Dickkopf-1 is dispensable for thyroid hormone-induced changes in bone remodeling

 

Introduction:

Thyroid hormones are critical regulators of bone homeostasis, but their mechanisms of action remain incompletely understood. Exogenously induced hyper- and hypothyroidism in mice was recently found to be associated with an altered expression of the Wnt inhibitors sclerostin and Dickkopf-1 (Dkk1), key determinants of bone mass. In this study, we assessed the role of Dkk1 in thyroid-hormone induced changes in bone using conditional Dkk1 knockout mice.

Methods:

Male mice with a global (Dkk1fl/fl;Rosa26-CreERT2) or osteocyte-specific (Dkk1fl/fl;Dmp1:Cre) deletion of Dkk1 were pharmacologically rendered hypothyroid or hyperthyroid.
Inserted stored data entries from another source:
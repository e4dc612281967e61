//! The byte-socket transport, spec §4.5's first paragraph. Grounded on
//! `mio`'s own `TcpStream`/`TcpListener` wrappers for the nonblocking
//! socket shape, driven by `EventLoop::add_reader`/`add_writer` rather than
//! a raw `mio::Poll` registration since the loop already owns the selector.

use std::cell::RefCell;
use std::io::{self, Read, Write};
use std::net::{SocketAddr, TcpListener, TcpStream};
use std::os::fd::{AsRawFd, RawFd};
use std::rc::Rc;

use crate::error::Error;
use crate::event_loop::EventLoop;
use crate::transport::{Protocol, TransportConfig, WriteBuffer};

/// Threshold past which repeated writes to an already-closing transport are
/// logged once, matching asyncio's own "socket.send() raised exception"
/// warn-and-drop behaviour instead of silently growing unbounded.
const CONN_LOST_WARN_THRESHOLD: u32 = 5;

struct Inner<P> {
    stream: TcpStream,
    fd: RawFd,
    event_loop: EventLoop,
    protocol: P,
    write_buf: WriteBuffer,
    writer_registered: bool,
    writer_paused: bool,
    closing: bool,
    write_eof_requested: bool,
    conn_lost: u32,
    config: TransportConfig,
}

/// A connected, nonblocking TCP byte stream paired with a user `Protocol`.
pub struct TcpTransport<P: Protocol + 'static> {
    inner: Rc<RefCell<Inner<P>>>,
}

impl<P: Protocol + 'static> Clone for TcpTransport<P> {
    fn clone(&self) -> Self {
        TcpTransport {
            inner: Rc::clone(&self.inner),
        }
    }
}

impl<P: Protocol + 'static> TcpTransport<P> {
    /// Wraps an already-connected stream. `connection_made` fires on the
    /// next loop iteration (via `call_soon`), never synchronously, so a
    /// protocol can rely on transports never calling back into code that's
    /// still constructing them.
    pub fn new(event_loop: &EventLoop, stream: TcpStream, protocol: P, config: TransportConfig) -> io::Result<TcpTransport<P>> {
        stream.set_nonblocking(true)?;
        let fd = stream.as_raw_fd();
        let transport = TcpTransport {
            inner: Rc::new(RefCell::new(Inner {
                stream,
                fd,
                event_loop: event_loop.clone(),
                protocol,
                write_buf: WriteBuffer::default(),
                writer_registered: false,
                writer_paused: false,
                closing: false,
                write_eof_requested: false,
                conn_lost: 0,
                config,
            })),
        };

        let reader = transport.clone();
        event_loop.add_reader(fd, move || reader.on_readable())?;

        let made = transport.clone();
        event_loop.call_soon(move || {
            made.inner.borrow_mut().protocol.connection_made();
        });

        Ok(transport)
    }

    pub fn local_addr(&self) -> io::Result<SocketAddr> {
        self.inner.borrow().stream.local_addr()
    }

    pub fn peer_addr(&self) -> io::Result<SocketAddr> {
        self.inner.borrow().stream.peer_addr()
    }

    fn on_readable(&self) {
        let mut buf = [0u8; 64 * 1024];
        loop {
            let result = {
                let mut inner = self.inner.borrow_mut();
                inner.stream.read(&mut buf)
            };
            match result {
                Ok(0) => {
                    let keep_open = self.inner.borrow_mut().protocol.eof_received();
                    if !keep_open {
                        self.close();
                    }
                    return;
                }
                Ok(n) => {
                    self.inner.borrow_mut().protocol.data_received(&buf[..n]);
                }
                Err(ref e) if Error::is_would_block(e) => return,
                Err(e) if e.kind() == io::ErrorKind::ConnectionReset => {
                    self.force_close(Some(Error::ConnectionReset));
                    return;
                }
                Err(e) => {
                    self.force_close(Some(Error::from_io_for_transport(e)));
                    return;
                }
            }
        }
    }

    fn on_writable(&self) {
        let result = {
            let mut inner = self.inner.borrow_mut();
            let stream = &mut inner.stream;
            inner.write_buf.drain_with(|chunk| stream.write(chunk))
        };
        match result {
            Ok(_) => {}
            Err(e) => {
                self.force_close(Some(Error::from_io_for_transport(e)));
                return;
            }
        }

        let (empty, closing, write_eof_requested) = {
            let inner = self.inner.borrow();
            (inner.write_buf.is_empty(), inner.closing, inner.write_eof_requested)
        };
        if empty {
            self.unregister_writer();
            if closing {
                self.call_connection_lost(None);
            } else if write_eof_requested {
                let _ = self.inner.borrow().stream.shutdown(std::net::Shutdown::Write);
            }
        }

        // spec §5: once a pause has been signalled, tell the protocol once
        // the buffer has drained back down to `low_water` (mirrors
        // `_SelectorSocketTransport._maybe_resume_protocol`).
        let should_resume = {
            let mut inner = self.inner.borrow_mut();
            if inner.writer_paused && inner.write_buf.len() <= inner.config.low_water {
                inner.writer_paused = false;
                true
            } else {
                false
            }
        };
        if should_resume {
            self.inner.borrow_mut().protocol.resume_writing();
        }
    }

    fn register_writer(&self) {
        let mut inner = self.inner.borrow_mut();
        if inner.writer_registered {
            return;
        }
        inner.writer_registered = true;
        let fd = inner.fd;
        let event_loop = inner.event_loop.clone();
        drop(inner);
        let writer = self.clone();
        let _ = event_loop.add_writer(fd, move || writer.on_writable());
    }

    fn unregister_writer(&self) {
        let mut inner = self.inner.borrow_mut();
        if !inner.writer_registered {
            return;
        }
        inner.writer_registered = false;
        let fd = inner.fd;
        let event_loop = inner.event_loop.clone();
        drop(inner);
        let _ = event_loop.remove_writer(fd);
    }

    /// Spec §4.5: drop and warn past a threshold once closing; otherwise
    /// try an immediate send, buffering whatever doesn't fit.
    pub fn write(&self, data: Vec<u8>) {
        if data.is_empty() {
            return;
        }
        let should_drop = {
            let mut inner = self.inner.borrow_mut();
            if inner.closing || inner.conn_lost > 0 {
                inner.conn_lost += 1;
                #[cfg(feature = "log")]
                if inner.conn_lost == CONN_LOST_WARN_THRESHOLD {
                    log::warn!("corral: write() called {CONN_LOST_WARN_THRESHOLD} times on a closing TcpTransport; further writes drop silently");
                }
                true
            } else {
                false
            }
        };
        if should_drop {
            return;
        }

        let was_empty = self.inner.borrow().write_buf.is_empty();
        if was_empty {
            let result = {
                let mut inner = self.inner.borrow_mut();
                inner.stream.write(&data)
            };
            match result {
                Ok(n) if n == data.len() => return,
                Ok(n) => {
                    self.inner.borrow_mut().write_buf.push(data[n..].to_vec());
                    self.register_writer();
                }
                Err(ref e) if Error::is_would_block(e) => {
                    self.inner.borrow_mut().write_buf.push(data);
                    self.register_writer();
                }
                Err(e) => {
                    self.force_close(Some(Error::from_io_for_transport(e)));
                }
            }
        } else {
            self.inner.borrow_mut().write_buf.push(data);
        }

        let should_pause = {
            let mut inner = self.inner.borrow_mut();
            if !inner.writer_paused && inner.write_buf.len() >= inner.config.high_water {
                inner.writer_paused = true;
                true
            } else {
                false
            }
        };
        if should_pause {
            self.inner.borrow_mut().protocol.pause_writing();
        }
    }

    pub fn pause_writing(&self) {
        self.unregister_writer();
    }

    pub fn resume_writing(&self) {
        if !self.inner.borrow().write_buf.is_empty() {
            self.register_writer();
        }
    }

    /// Unlike a TLS transport, a plain TCP socket supports a true
    /// half-close (`shutdown(SHUT_WR)`): the peer observes EOF on read
    /// while this side keeps reading, matching asyncio's
    /// `_SelectorSocketTransport.can_write_eof() == True`.
    pub fn can_write_eof(&self) -> bool {
        true
    }

    /// Shuts down the write half once the write buffer has drained,
    /// leaving the read side (and `data_received`) untouched.
    pub fn write_eof(&self) {
        let mut inner = self.inner.borrow_mut();
        if inner.closing {
            return;
        }
        inner.write_eof_requested = true;
        if inner.write_buf.is_empty() {
            let _ = inner.stream.shutdown(std::net::Shutdown::Write);
        }
    }

    pub fn close(&self) {
        let already_closing = {
            let mut inner = self.inner.borrow_mut();
            let was = inner.closing;
            inner.closing = true;
            was
        };
        if already_closing {
            return;
        }
        let fd = self.inner.borrow().fd;
        let event_loop = self.inner.borrow().event_loop.clone();
        let _ = event_loop.remove_reader(fd);

        if self.inner.borrow().write_buf.is_empty() {
            self.call_connection_lost(None);
        }
    }

    pub fn abort(&self) {
        self.force_close(None);
    }

    fn force_close(&self, err: Option<Error>) {
        self.inner.borrow_mut().closing = true;
        let fd = self.inner.borrow().fd;
        let event_loop = self.inner.borrow().event_loop.clone();
        let _ = event_loop.remove_reader(fd);
        self.unregister_writer();
        self.inner.borrow_mut().write_buf = WriteBuffer::default();
        self.call_connection_lost(err);
    }

    fn call_connection_lost(&self, err: Option<Error>) {
        let this = self.clone();
        self.inner.borrow().event_loop.call_soon(move || {
            this.inner.borrow_mut().protocol.connection_lost(err);
            let _ = this.inner.borrow().stream.shutdown(std::net::Shutdown::Both);
        });
    }
}
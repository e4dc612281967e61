//! Spec §4.7: the output side of a parser. Items a parser emits via
//! `feed_data` land here; `feed_eof`/`set_exception` mark the terminal
//! state. A `DataBuffer<T>` has at most one waiter at a time, mirroring the
//! "at most one task may read from a DataBuffer" invariant from spec §5.

use std::collections::VecDeque;

use crate::error::Error;
use crate::event_loop::EventLoop;
use crate::future::Future;

enum Terminal {
    None,
    Eof,
    Exception(Error),
}

pub struct DataBuffer<T> {
    items: VecDeque<T>,
    terminal: Terminal,
    waiter: Option<Future<()>>,
    event_loop: EventLoop,
}

impl<T> DataBuffer<T> {
    pub fn new(event_loop: &EventLoop) -> DataBuffer<T> {
        DataBuffer {
            items: VecDeque::new(),
            terminal: Terminal::None,
            waiter: None,
            event_loop: event_loop.clone(),
        }
    }

    /// A parser calls this to emit one framed item.
    pub fn feed_data(&mut self, item: T) {
        self.items.push_back(item);
        self.wake_waiter();
    }

    pub fn feed_eof(&mut self) {
        self.terminal = Terminal::Eof;
        self.wake_waiter();
    }

    pub fn set_exception(&mut self, err: Error) {
        self.terminal = Terminal::Exception(err);
        self.wake_waiter();
    }

    fn wake_waiter(&mut self) {
        if let Some(waiter) = self.waiter.take() {
            if !waiter.done() {
                waiter.set_result(());
            }
        }
    }

    pub fn is_empty(&self) -> bool {
        self.items.is_empty()
    }

    /// Pops one item if available without suspending.
    pub fn try_next(&mut self) -> Option<T> {
        self.items.pop_front()
    }

    /// Returns a `Future` that resolves once an item, EOF, or an exception
    /// is available — the single reusable waiter per spec §5.
    pub fn wait_ready(&mut self) -> Future<()> {
        if !self.items.is_empty() || !matches!(self.terminal, Terminal::None) {
            let fut = self.event_loop.create_future();
            fut.set_result(());
            return fut;
        }
        let fut = self.event_loop.create_future();
        self.waiter = Some(fut.clone());
        fut
    }

    pub fn exception(&self) -> Option<&Error> {
        match &self.terminal {
            Terminal::Exception(e) => Some(e),
            _ => None,
        }
    }

    pub fn at_eof(&self) -> bool {
        matches!(self.terminal, Terminal::Eof) && self.items.is_empty()
    }
}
The bone phenotype was analyzed using µCT analysis, dynamic histomorphometry, and serum concentrations of bone turnover markers.

Results:

Hyperthyroid mice with a global deletion of Dkk1 displayed a significant reduction of trabecular bone volume at the spine (-43%, p < 0.001) when compared to their euthyroid counterparts, while hypothyroid Cre-positive mice had a higher trabecular bone volume (+29%, p < 0.01). Similar changes were observed when Cre-negative hyperthyroid or hypothyroid mice were compared to their euthyroid littermates. Also, the osteocyte-specific deletion did not reverse the changes in bone mass induced by hypothyroidism and hyperthyroidism. Both, global and osteocyte-specific Dkk1 knockout mice displayed similar changes in bone turnover as their Cre-negative controls in the hyper- and hypothyroid state. While bone turnover was increased in hyperthyroidism, hypothyroidism potently suppressed bone turnover.

Discussion:

Dkk1 does not contribute to hypo- and hyperthyroid-induced changes in bone mass and bone turnover.